Re: SOLR-12259: online index schema modification - adding docValues to existing indexed data?

2018-12-18 Thread Adrien Grand
I had a quick look and couldn't find anything to prevent what you
called “franken-segments” in the Lucene test?

On Tue, Dec 18, 2018 at 5:59 PM Erick Erickson  wrote:
>
> A couple of additions:
>
> AddDVMPLuceneTest2 does not use Solr constructs at all, so is the test
> we think is most interesting at this point, it won't lead anyone down
> the path of "what's all this Solr stuff and is it right" kinds of
> questions (believe me, we've spent some time on that path!). Please
> feel free to look at all the rest of it of course, but the place we're
> stuck is why this test fails.
>
> AddDvStress is intended as an integration-level test, it requires some
> special setup (in particular providing a particular configset), we put
> that together to reliably make the problem visible. We thought the new
> code was the issue at first and needed something to narrow down the
> possibilities...
>
> The reason we're obsessing about this is that it calls into question
> how segments are merged when "things change". We don't understand why
> this is happening at the Lucene level so don't know how to insure that
> things like the schema API in Solr aren't affected.
>
> Andrzej isn't the only one running out of ideas ;).
>
> On Tue, Dec 18, 2018 at 4:46 AM Andrzej Białecki  wrote:
> >
> > Hi,
> >
> > I'm working on a use case where an existing Solr setup needs to migrate to 
> > a schema that uses docValues for faceting, instead of uninversion. This 
> > case fits into a broader subject of SOLR-12259 (Robustly upgrade indexes). 
> > However, in this case there are two major requirements for this migration 
> > process:
> >
> > * data cannot be reindexed from scratch - I need to work with the already 
> > indexed documents (which do contain the values needed for faceting, but 
> > these values are simply indexed and not stored as doc values)
> >
> > * indexing can’t be stopped while the schema is being changed (the 
> > conversion process needs to work on-the-fly while the collection is online, 
> > both for searching and for updates). Collection reloads / reopening is ok 
> > but it’s not ok to take the collection offline for several minutes (or 
> > hours).
> >
> > Together with Erick Erickson we implemented a solution that uses 
> > MergePolicy (actually MergePolicyFactory in Solr) to enforce re-writing of 
> > segments that no longer match the schema, ie. don’t contain docValues in a 
> > field where the new schema requires it. This merge policy determines what 
> > segments need this conversion and then forces the “merging” (actually 
> > re-writing) of these segments by first wrapping them into UninvertingReader 
> > to supply docValues where they are required by the new schema but actually 
> > are missing in the segment’s data.
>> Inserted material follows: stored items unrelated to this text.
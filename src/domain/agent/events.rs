//! Agent loop event stream
//!
//! The loop publishes a lazy, finite, non-restartable sequence of these
//! events; order reflects the true serial order of the loop. Terminal
//! events are `complete` and `error`, mutually exclusive.

use serde::Serialize;

use crate::domain::error::ErrorCode;
use crate::domain::plot::ChartOutput;
use crate::domain::query::Table;
use crate::domain::trace::TraceSummary;

/// A query result carried into the final response
#[derive(Debug, Clone, Serialize)]
pub struct NamedTable {
    pub name: String,
    #[serde(flatten)]
    pub table: Table,
}

#[derive(Debug, Clone, Serialize)]
#[serde(tag = "type", rename_all = "snake_case")]
pub enum AgentEvent {
    Start {
        trace_id: String,
    },
    StepStart {
        step: u32,
        max_steps: u32,
    },
    ToolCall {
        tool: String,
        args_digest: String,
    },
    ToolResult {
        tool: String,
        success: bool,
        latency_ms: f64,
        #[serde(skip_serializing_if = "Option::is_none")]
        error_code: Option<ErrorCode>,
    },
    AnswerChunk {
        content: String,
    },
    /// Periodic transport keepalive, injected by the SSE layer
    Heartbeat,
    Complete {
        answer: String,
        tables: Vec<NamedTable>,
        charts: Vec<ChartOutput>,
        trace: TraceSummary,
        /// Set when the loop terminated on a budget or tool-failure cap but
        /// still produced a best-effort answer
        #[serde(skip_serializing_if = "Option::is_none")]
        error_code: Option<ErrorCode>,
    },
    Error {
        error_code: ErrorCode,
        message: String,
        trace: TraceSummary,
    },
}

impl AgentEvent {
    /// SSE event name
    pub const fn name(&self) -> &'static str {
        match self {
            Self::Start { .. } => "start",
            Self::StepStart { .. } => "step_start",
            Self::ToolCall { .. } => "tool_call",
            Self::ToolResult { .. } => "tool_result",
            Self::AnswerChunk { .. } => "answer_chunk",
            Self::Heartbeat => "heartbeat",
            Self::Complete { .. } => "complete",
            Self::Error { .. } => "error",
        }
    }

    pub const fn is_terminal(&self) -> bool {
        matches!(self, Self::Complete { .. } | Self::Error { .. })
    }
}
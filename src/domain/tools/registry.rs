//! Static tool registry
//!
//! Declares every backend capability the model may invoke: name, purpose,
//! and argument schema. The schemas ship to the provider with each
//! completion request; the executor re-validates arguments on arrival.
//! No tool outside this table is ever dispatched.

use std::sync::LazyLock;

use serde_json::{Value as Json, json};

/// The closed set of callable tools
#[derive(Debug, Clone, Copy, PartialEq, Eq, Hash)]
pub enum ToolName {
    CreateDataset,
    GetSchema,
    SampleRows,
    RunQuery,
    Plot,
    ResolveFields,
}

impl ToolName {
    pub const fn as_str(&self) -> &'static str {
        match self {
            Self::CreateDataset => "create_dataset",
            Self::GetSchema => "get_schema",
            Self::SampleRows => "sample_rows",
            Self::RunQuery => "run_query",
            Self::Plot => "plot",
            Self::ResolveFields => "resolve_fields",
        }
    }

    pub fn parse(name: &str) -> Option<Self> {
        match name {
            "create_dataset" => Some(Self::CreateDataset),
            "get_schema" => Some(Self::GetSchema),
            "sample_rows" => Some(Self::SampleRows),
            "run_query" => Some(Self::RunQuery),
            "plot" => Some(Self::Plot),
            "resolve_fields" => Some(Self::ResolveFields),
            _ => None,
        }
    }
}

/// One tool declaration as shipped to the LLM provider
#[derive(Debug, Clone)]
pub struct ToolDecl {
    pub name: &'static str,
    pub description: &'static str,
    /// JSON Schema of the arguments object
    pub parameters: Json,
}

static DECLARATIONS: LazyLock<Vec<ToolDecl>> = LazyLock::new(|| {
    vec![
        ToolDecl {
            name: "create_dataset",
            description: "Register a previously uploaded delimited-text file as a queryable dataset. \
                          Returns the dataset id, its column schema, and the row count.",
            parameters: json!({
                "type": "object",
                "properties": {
                    "file_id": {"type": "string", "description": "Id returned by the upload endpoint"},
                    "sheet": {"type": "string", "description": "Spreadsheet sheet name (spreadsheets are handled by the upload collaborator)"},
                    "header_row": {"type": "integer", "minimum": 1, "description": "1-based header row; rows above it are skipped"}
                },
                "required": ["file_id"]
            }),
        },
        ToolDecl {
            name: "get_schema",
            description: "Return a dataset's column schema: names, types, null ratios, example values. \
                          Call this before querying.",
            parameters: json!({
                "type": "object",
                "properties": {
                    "dataset_id": {"type": "string"}
                },
                "required": ["dataset_id"]
            }),
        },
        ToolDecl {
            name: "sample_rows",
            description: "Return the first rows of a dataset (deterministic prefix, at most 100).",
            parameters: json!({
                "type": "object",
                "properties": {
                    "dataset_id": {"type": "string"},
                    "n": {"type": "integer", "minimum": 1, "maximum": 100, "default": 5},
                    "columns": {"type": "array", "items": {"type": "string"}, "description": "Optional projection"}
                },
                "required": ["dataset_id"]
            }),
        },
        ToolDecl {
            name: "run_query",
            description: "Execute a structured query: filter, group, aggregate, derive, sort, limit. \
                          All computation happens here; results include columns and rows.",
            parameters: json!({
                "type": "object",
                "properties": {
                    "dataset_id": {"type": "string"},
                    "filters": {
                        "type": "array",
                        "items": {
                            "type": "object",
                            "properties": {
                                "col": {"type": "string"},
                                "op": {"type": "string", "enum": ["=", "!=", ">", ">=", "<", "<=", "in", "between", "contains", "is_null"]},
                                "value": {"description": "Scalar for comparisons, list for in, two-element list for between, absent for is_null"}
                            },
                            "required": ["col", "op"]
                        }
                    },
                    "group_by": {"type": "array", "items": {"type": "string"}},
                    "aggregations": {
                        "type": "array",
                        "items": {
                            "type": "object",
                            "properties": {
                                "as": {"type": "string", "description": "Output alias, e.g. total"},
                                "agg": {"type": "string", "enum": ["sum", "avg", "min", "max", "count", "nunique"]},
                                "col": {"type": "string", "description": "Source column, or \"*\" for count"}
                            },
                            "required": ["as", "agg", "col"]
                        }
                    },
                    "derived": {
                        "type": "array",
                        "items": {
                            "type": "object",
                            "properties": {
                                "as": {"type": "string"},
                                "expr": {"type": "string", "description": "Arithmetic over aggregation aliases and grouped columns; functions: nullif, coalesce, round, abs. Example: quality_cnt / nullif(total, 0)"}
                            },
                            "required": ["as", "expr"]
                        }
                    },
                    "sort": {
                        "type": "array",
                        "items": {
                            "type": "object",
                            "properties": {
                                "col": {"type": "string"},
                                "dir": {"type": "string", "enum": ["asc", "desc"]}
                            },
                            "required": ["col"]
                        }
                    },
                    "limit": {"type": "integer", "minimum": 1, "maximum": 10000}
                },
                "required": ["dataset_id"]
            }),
        },
        ToolDecl {
            name: "plot",
            description: "Build a chart from the most recent run_query result. \
                          x, y, and series must be columns of that result.",
            parameters: json!({
                "type": "object",
                "properties": {
                    "chart_type": {"type": "string", "enum": ["line", "bar", "pie", "scatter", "area"]},
                    "title": {"type": "string"},
                    "x": {"type": "string", "description": "Category column (pie: slice labels)"},
                    "y": {"type": "string", "description": "Value column (pie: slice values)"},
                    "series": {"type": "string", "description": "Optional column; each distinct value becomes a series"},
                    "y_format": {"type": "string", "enum": ["plain", "percent"], "default": "plain"}
                },
                "required": ["chart_type", "title", "x", "y"]
            }),
        },
        ToolDecl {
            name: "resolve_fields",
            description: "Map free-form terms to actual dataset column names when the user's wording \
                          does not match the schema exactly.",
            parameters: json!({
                "type": "object",
                "properties": {
                    "dataset_id": {"type": "string"},
                    "terms": {"type": "array", "items": {"type": "string"}}
                },
                "required": ["dataset_id", "terms"]
            }),
        },
    ]
});

/// All registered tool declarations
pub fn declarations() -> &'static [ToolDecl] {
    &DECLARATIONS
}

#[cfg(test)]
mod tests {
    use super::*;

    #[test]
    fn every_tool_is_declared_exactly_once() {
        let names: Vec<&str> = declarations().iter().map(|d| d.name).collect();
        assert_eq!(
            names,
            vec![
                "create_dataset",
                "get_schema",
                "sample_rows",
                "run_query",
                "plot",
                "resolve_fields"
            ]
        );
    }

    #[test]
    fn declared_names_round_trip_through_parse() {
        for decl in declarations() {
            let parsed = ToolName::parse(decl.name).expect("declared tool parses");
            assert_eq!(parsed.as_str(), decl.name);
        }
        assert!(ToolName::parse("drop_table").is_none());
    }

    #[test]
    fn schemas_declare_required_fields() {
        for decl in declarations() {
            assert_eq!(decl.parameters["type"], "object", "{}", decl.name);
            assert!(
                decl.parameters["required"].is_array(),
                "{} lacks required list",
                decl.name
            );
        }
    }

    #[test]
    fn run_query_schema_pins_the_operator_whitelist() {
        let run_query = declarations().iter().find(|d| d.name == "run_query").unwrap();
        let ops = &run_query.parameters["properties"]["filters"]["items"]["properties"]["op"]["enum"];
        assert_eq!(ops.as_array().unwrap().len(), 10);
        let aggs = &run_query.parameters["properties"]["aggregations"]["items"]["properties"]["agg"]["enum"];
        assert_eq!(aggs.as_array().unwrap().len(), 6);
    }
}
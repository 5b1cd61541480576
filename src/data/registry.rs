//! Dataset registry
//!
//! Process-wide map from `dataset_id` to the stored table plus its column
//! schema and summary statistics. Schemas are immutable once published;
//! readers take the lock only to clone the `Arc`.

use std::collections::HashMap;
use std::sync::Arc;
use std::time::Duration;

use chrono::{DateTime, Utc};
use parking_lot::RwLock;
use serde::Serialize;
use serde_json::Value as Json;
use tokio::sync::watch;
use tokio::task::JoinHandle;
use uuid::Uuid;

use super::duckdb::{DuckdbService, fetch_rows};
use super::error::DataError;
use crate::core::config::DatasetConfig;
use crate::core::constants::MAX_SAMPLE_ROWS;
use crate::utils::sql::quote_ident;

/// Logical column type of a dataset column
#[derive(Debug, Clone, Copy, PartialEq, Eq, Serialize)]
#[serde(rename_all = "lowercase")]
pub enum ColumnType {
    Int,
    Float,
    String,
    Date,
    Datetime,
    Bool,
}

impl ColumnType {
    /// Map a DuckDB type name (from DESCRIBE) to the logical type
    pub fn from_duckdb(type_name: &str) -> Self {
        let upper = type_name.to_ascii_uppercase();
        match upper.as_str() {
            "BOOLEAN" => Self::Bool,
            "TINYINT" | "SMALLINT" | "INTEGER" | "BIGINT" | "HUGEINT" | "UTINYINT"
            | "USMALLINT" | "UINTEGER" | "UBIGINT" => Self::Int,
            "FLOAT" | "DOUBLE" | "REAL" => Self::Float,
            "DATE" => Self::Date,
            _ if upper.starts_with("DECIMAL") => Self::Float,
            _ if upper.starts_with("TIMESTAMP") => Self::Datetime,
            _ => Self::String,
        }
    }

    pub fn is_numeric(&self) -> bool {
        matches!(self, Self::Int | Self::Float)
    }

    /// Types with a meaningful ordering for range filters
    pub fn is_comparable(&self) -> bool {
        !matches!(self, Self::Bool)
    }

    pub const fn as_str(&self) -> &'static str {
        match self {
            Self::Int => "int",
            Self::Float => "float",
            Self::String => "string",
            Self::Date => "date",
            Self::Datetime => "datetime",
            Self::Bool => "bool",
        }
    }
}

/// One column of a dataset schema, with summary statistics from ingest
#[derive(Debug, Clone, Serialize)]
pub struct Column {
    pub name: String,
    #[serde(rename = "type")]
    pub column_type: ColumnType,
    pub null_ratio: f64,
    pub example_values: Vec<Json>,
    #[serde(skip_serializing_if = "Option::is_none")]
    pub unique_count: Option<u64>,
    #[serde(skip_serializing_if = "Option::is_none")]
    pub min_value: Option<Json>,
    #[serde(skip_serializing_if = "Option::is_none")]
    pub max_value: Option<Json>,
}

/// A registered dataset; immutable after registration
#[derive(Debug, Clone, Serialize)]
pub struct Dataset {
    pub dataset_id: String,
    /// Physical table name in the store; never user-supplied
    pub table_name: String,
    pub columns: Vec<Column>,
    pub row_count: u64,
    pub created_at: DateTime<Utc>,
    #[serde(skip_serializing_if = "Option::is_none")]
    pub source_file: Option<String>,
}

impl Dataset {
    pub fn column(&self, name: &str) -> Option<&Column> {
        self.columns.iter().find(|c| c.name == name)
    }
}

/// Deterministic sample of a dataset prefix
#[derive(Debug, Clone, Serialize)]
pub struct SampleRows {
    pub columns: Vec<String>,
    pub rows: Vec<Vec<Json>>,
    pub total_rows: u64,
}

/// Process-wide dataset registry
pub struct DatasetRegistry {
    db: Arc<DuckdbService>,
    datasets: RwLock<HashMap<String, Arc<Dataset>>>,
}

impl DatasetRegistry {
    pub fn new(db: Arc<DuckdbService>) -> Self {
        Self {
            db,
            datasets: RwLock::new(HashMap::new()),
        }
    }

    pub fn db(&self) -> &Arc<DuckdbService> {
        &self.db
    }

    /// Register a stored table as a queryable dataset; returns the new id
    pub fn register(
        &self,
        table_name: String,
        columns: Vec<Column>,
        row_count: u64,
        source_file: Option<String>,
    ) -> Arc<Dataset> {
        let dataset_id = format!("ds_{}", &Uuid::new_v4().simple().to_string()[..12]);
        let dataset = Arc::new(Dataset {
            dataset_id: dataset_id.clone(),
            table_name,
            columns,
            row_count,
            created_at: Utc::now(),
            source_file,
        });
        self.datasets.write().insert(dataset_id, dataset.clone());
        tracing::info!(
            dataset_id = %dataset.dataset_id,
            rows = dataset.row_count,
            columns = dataset.columns.len(),
            "Dataset registered"
        );
        dataset
    }

    pub fn exists(&self, dataset_id: &str) -> bool {
        self.datasets.read().contains_key(dataset_id)
    }

    pub fn get(&self, dataset_id: &str) -> Result<Arc<Dataset>, DataError> {
        self.datasets
            .read()
            .get(dataset_id)
            .cloned()
            .ok_or_else(|| DataError::DatasetNotFound {
                dataset_id: dataset_id.to_string(),
            })
    }

    pub fn list(&self) -> Vec<Arc<Dataset>> {
        let mut datasets: Vec<_> = self.datasets.read().values().cloned().collect();
        datasets.sort_by(|a, b| a.created_at.cmp(&b.created_at));
        datasets
    }

    /// Return the first `n` rows of the stored table, optionally projected.
    ///
    /// The prefix is deterministic for a given dataset and `n`: the table is
    /// immutable after ingest and scanned without reordering.
    pub async fn sample(
        &self,
        dataset_id: &str,
        n: usize,
        columns: Option<&[String]>,
    ) -> Result<SampleRows, DataError> {
        let dataset = self.get(dataset_id)?;
        let n = n.min(MAX_SAMPLE_ROWS);

        let selected: Vec<String> = match columns {
            Some(cols) if !cols.is_empty() => {
                for col in cols {
                    if dataset.column(col).is_none() {
                        return Err(DataError::ColumnNotFound {
                            column: col.clone(),
                        });
                    }
                }
                cols.to_vec()
            }
            _ => dataset.columns.iter().map(|c| c.name.clone()).collect(),
        };

        let projection: Vec<String> = selected.iter().map(|c| quote_ident(c)).collect();
        let sql = format!(
            "SELECT {} FROM {} LIMIT {}",
            projection.join(", "),
            quote_ident(&dataset.table_name),
            n
        );

        let width = selected.len();
        let rows = self
            .db
            .run(move |conn| fetch_rows(conn, &sql, &[], width))
            .await?;

        Ok(SampleRows {
            columns: selected,
            rows,
            total_rows: dataset.row_count,
        })
    }

    /// Drop the stored table and forget the dataset
    pub async fn remove(&self, dataset_id: &str) -> Result<(), DataError> {
        let dataset = self.get(dataset_id)?;
        let sql = format!("DROP TABLE IF EXISTS {}", quote_ident(&dataset.table_name));
        self.db
            .run(move |conn| {
                conn.execute_batch(&sql)?;
                Ok(())
            })
            .await?;
        self.datasets.write().remove(dataset_id);
        tracing::info!(dataset_id, "Dataset removed");
        Ok(())
    }

    /// Dataset ids whose age exceeds the TTL
    fn expired(&self, ttl: chrono::Duration, now: DateTime<Utc>) -> Vec<String> {
        self.datasets
            .read()
            .values()
            .filter(|d| now - d.created_at > ttl)
            .map(|d| d.dataset_id.clone())
            .collect()
    }

    /// Spawn the periodic TTL sweep; `None` when GC is disabled.
    pub fn start_cleanup_task(
        self: &Arc<Self>,
        config: &DatasetConfig,
        mut shutdown_rx: watch::Receiver<bool>,
    ) -> Option<JoinHandle<()>> {
        let ttl_hours = config.ttl_hours?;
        let registry = Arc::clone(self);
        let interval_secs = config.cleanup_interval_secs;
        tracing::debug!(ttl_hours, "Starting dataset cleanup task");

        Some(tokio::spawn(async move {
            let ttl = chrono::Duration::hours(ttl_hours as i64);
            let mut interval = tokio::time::interval(Duration::from_secs(interval_secs));
            loop {
                tokio::select! {
                    biased;
                    _ = shutdown_rx.changed() => {
                        if *shutdown_rx.borrow() {
                            tracing::debug!("Dataset cleanup task shutting down");
                            break;
                        }
                    }
                    _ = interval.tick() => {
                        let expired = registry.expired(ttl, Utc::now());
                        for dataset_id in expired {
                            if let Err(e) = registry.remove(&dataset_id).await {
                                tracing::warn!(dataset_id, error = %e, "Failed to remove expired dataset");
                            } else {
                                tracing::info!(dataset_id, "Expired dataset removed");
                            }
                        }
                    }
                }
            }
        }))
    }
}
//! Graceful-exit coordination
//!
//! A single watch channel fans the stop signal out to the HTTP server, the
//! dataset GC task, and every in-flight analysis (which reads it as its
//! cancellation signal). On exit the service drains whatever tasks were
//! registered, then checkpoints and closes the store.

use std::sync::Arc;
use std::time::Duration;

use parking_lot::Mutex;
use tokio::sync::watch;
use tokio::task::JoinHandle;

use super::constants::SHUTDOWN_TIMEOUT_SECS;
use crate::data::DuckdbService;

#[derive(Clone)]
pub struct ShutdownService {
    signal: Arc<watch::Sender<bool>>,
    tasks: Arc<Mutex<Vec<JoinHandle<()>>>>,
    db: Arc<DuckdbService>,
}

impl ShutdownService {
    pub fn new(db: Arc<DuckdbService>) -> Self {
        let (signal, _) = watch::channel(false);
        Self {
            signal: Arc::new(signal),
            tasks: Arc::new(Mutex::new(Vec::new())),
            db,
        }
    }

    /// A receiver that flips to `true` once shutdown begins
    pub fn subscribe(&self) -> watch::Receiver<bool> {
        self.signal.subscribe()
    }

    /// Begin shutdown; idempotent
    pub fn trigger(&self) {
        self.signal.send_replace(true);
    }

    pub fn is_triggered(&self) -> bool {
        *self.signal.borrow()
    }

    /// Track a background task so `shutdown` can drain it
    pub fn register(&self, handle: JoinHandle<()>) {
        self.tasks.lock().push(handle);
    }

    /// Future that resolves once shutdown begins (axum graceful shutdown)
    pub fn wait(&self) -> impl std::future::Future<Output = ()> + Send + 'static {
        let mut rx = self.subscribe();
        async move {
            let _ = rx.wait_for(|stopped| *stopped).await;
        }
    }

    /// Flip the signal, drain registered tasks within the grace period,
    /// then checkpoint and close the store.
    pub async fn shutdown(&self) {
        self.trigger();

        let tasks = std::mem::take(&mut *self.tasks.lock());
        if !tasks.is_empty() {
            tracing::debug!(tasks = tasks.len(), "Draining background tasks");
            let grace = Duration::from_secs(SHUTDOWN_TIMEOUT_SECS);
            if tokio::time::timeout(grace, futures::future::join_all(tasks))
                .await
                .is_err()
            {
                tracing::warn!(
                    grace_secs = SHUTDOWN_TIMEOUT_SECS,
                    "Background tasks did not finish within the grace period"
                );
            }
        }

        if let Err(e) = self.db.checkpoint().await {
            tracing::warn!("Store checkpoint failed during shutdown: {}", e);
        }
        if let Err(e) = self.db.clone().close().await {
            tracing::warn!("Store close failed during shutdown: {}", e);
        }
        tracing::debug!("Shutdown finished");
    }

    /// Trip the shutdown signal when the process receives Ctrl+C or SIGTERM
    pub fn listen_for_signals(&self) {
        let signal = Arc::clone(&self.signal);
        tokio::spawn(async move {
            wait_for_stop_signal().await;
            tracing::info!("Stop signal received, shutting down");
            signal.send_replace(true);
        });
    }
}

#[cfg(unix)]
async fn wait_for_stop_signal() {
    use tokio::signal::unix::{SignalKind, signal};

    let mut term = match signal(SignalKind::terminate()) {
        Ok(term) => term,
        Err(e) => {
            tracing::error!("Could not install SIGTERM handler: {}", e);
            let _ = tokio::signal::ctrl_c().await;
            return;
        }
    };
    tokio::select! {
        _ = tokio::signal::ctrl_c() => {}
        _ = term.recv() => {}
    }
}

#[cfg(not(unix))]
async fn wait_for_stop_signal() {
    let _ = tokio::signal::ctrl_c().await;
}
fn validate_aggregation(index: usize, agg: &Aggregation, dataset: &Dataset) -> Result<(), ToolError> {
    if !is_identifier(&agg.alias) {
        return Err(ToolError::bad_spec(
            format!("aggregations[{index}].as"),
            format!("alias is not a valid identifier: {}", agg.alias),
        ));
    }

    if agg.col == "*" {
        if agg.agg != AggFn::Count {
            return Err(ToolError::bad_spec(
                format!("aggregations[{index}].col"),
                "\"*\" is only valid with count",
            ));
        }
        return Ok(());
    }

    let Some(column) = dataset.column(&agg.col) else {
        return Err(ToolError::bad_spec(
            format!("aggregations[{index}].col"),
            format!("unknown column: {}", agg.col),
        ));
    };

    if agg.agg.requires_numeric() && !column.column_type.is_numeric() {
        return Err(ToolError::bad_spec(
            format!("aggregations[{index}].col"),
            format!(
                "{:?} requires a numeric column, {} is {}",
                agg.agg,
                agg.col,
                column.column_type.as_str()
            ),
        ));
    }
    Ok(())
}

fn aggregation_sql(agg: &Aggregation) -> String {
    let alias = quote_ident(&agg.alias);
    match agg.agg {
        AggFn::Count if agg.col == "*" => format!("COUNT(*) AS {alias}"),
        AggFn::Count => format!("COUNT({}) AS {alias}", quote_ident(&agg.col)),
        AggFn::Nunique => format!("COUNT(DISTINCT {}) AS {alias}", quote_ident(&agg.col)),
        AggFn::Sum => format!("SUM({}) AS {alias}", quote_ident(&agg.col)),
        AggFn::Avg => format!("AVG({}) AS {alias}", quote_ident(&agg.col)),
        AggFn::Min => format!("MIN({}) AS {alias}", quote_ident(&agg.col)),
        AggFn::Max => format!("MAX({}) AS {alias}", quote_ident(&agg.col)),
    }
}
This “AddDocValuesMergePolicy” (ADVMP 
> > for short) is supposed to deal with the following types of segments:
> >
> > * old segments created before the schema change - these don’t contain any 
> > docValues in the target fields and so they are wrapped in UninvertingReader 
> > for merging (and for searching) according to the new schema.
> >
> > * new segments created after the schema change - if FieldInfo-s for these 
> > fields claim that the segment already contains docValues where it should 
> > then the segment is passed as-is to merging, otherwise it’s wrapped again. 
> > An optimisation was also put here to “mark” the already converted segments 
> > using a marker in SegmentInfo diagnostics map so that we can avoid 
> > re-checking and re-converting already converted data.
> >
> > So, long story short, this process works very well when there’s no 
> > concurrent indexing activity - all old segments are properly wrapped and 
> > re-written and merging with new segments works as intended. However, in a 
> > situation with concurrent indexing it works well but only for a short 
> > while. At some point this conversion process seems to lose large percentage 
> > of the docValues, even though it seems that at all points the source 
> > segments are properly wrapped - the ADVMP merge policy adds a lot of 
> > debugging information to track the source and type of segments across many 
> > levels of merging and whether they were wrapped or not.
> >
> > My working theory is that somehow this schema change produces 
> > “franken-segments” (while they still haven’t been flushed) where only some 
> > of the most recent docs have the docValues and earlier ones don’t. As I 
> > understand it, this should not happen in Solr because a schema change 
> > results in a core reload. The tracking information from ADVMP  seems to 
> > indicate that all generations of segments, both those that were flushed and 
> > merged earlier, have been properly wrapped.
> >
> > My alternate theory is that there’s some bug in the doc values merging 
> > process when UninvertingReader is involved, because this problem occurs 
> > also when we modify ADVMP to always force the wrapping of all segments in 
> > UninvertingRea

Re: SOLR-12259: online index schema modification - adding docValues to existing indexed data?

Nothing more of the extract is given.